- [Dataset entries]
########
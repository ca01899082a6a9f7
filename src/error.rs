use thiserror::Error;

#[derive(Error, Debug)]
pub enum DashboardError {
    #[error("設定エラー: {0}")]
    Config(String),

    #[error("API base address is not configured. Set FOODSEG_API_URL or run `foodseg config --set-api-url URL`")]
    NotConfigured,

    #[error("ファイルが見つかりません: {0}")]
    FileNotFound(String),

    #[error("HTTP error: {0}")]
    Http(#[from] reqwest::Error),

    #[error("Request to {url} failed with status {status}")]
    Status { url: String, status: u16 },

    #[error("ログが見つかりません: #{0}")]
    UnknownLog(u64),

    #[error("JSON解析エラー: {0}")]
    JsonParse(#[from] serde_json::Error),

    #[error("IOエラー: {0}")]
    Io(#[from] std::io::Error),

    #[error("入力エラー: {0}")]
    Prompt(#[from] dialoguer::Error),

    #[error(transparent)]
    Common(#[from] foodseg_common::Error),
}

pub type Result<T> = std::result::Result<T, DashboardError>;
########
- [What you need to do]
All records shown above are to be reproduced without any alteration.

- [Result of this task]
repository ca01899082a6a9f7
filename src/error.rs
use thiserror::Error;

#[derive(Error, Debug)]
pub enum DashboardError {
    #[error("設定エラー: {0}")]
    Config(String),

    #[error("API base address is not configured. Set FOODSEG_API_URL or run `foodseg config --set-api-url URL`")]
    NotConfigured,

    #[error("ファイルが見つかりません: {0}")]
    FileNotFound(String),

    #[error("HTTP error: {0}")]
    Http(#[from] reqwest::Error),

    #[error("Request to {url} failed with status {status}")]
    Status { url: String, status: u16 },

    #[error("ログが見つかりません: #{0}")]
    UnknownLog(u64),

    #[error("JSON解析エラー: {0}")]
    JsonParse(#[from] serde_json::Error),

    #[error("IOエラー: {0}")]
    Io(#[from] std::io::Error),

    #[error("入力エラー: {0}")]
    Prompt(#[from] dialoguer::Error),

    #[error(transparent)]
    Common(#[from] foodseg_common::Error),
}

pub type Result<T> = std::result::Result<T, DashboardError>;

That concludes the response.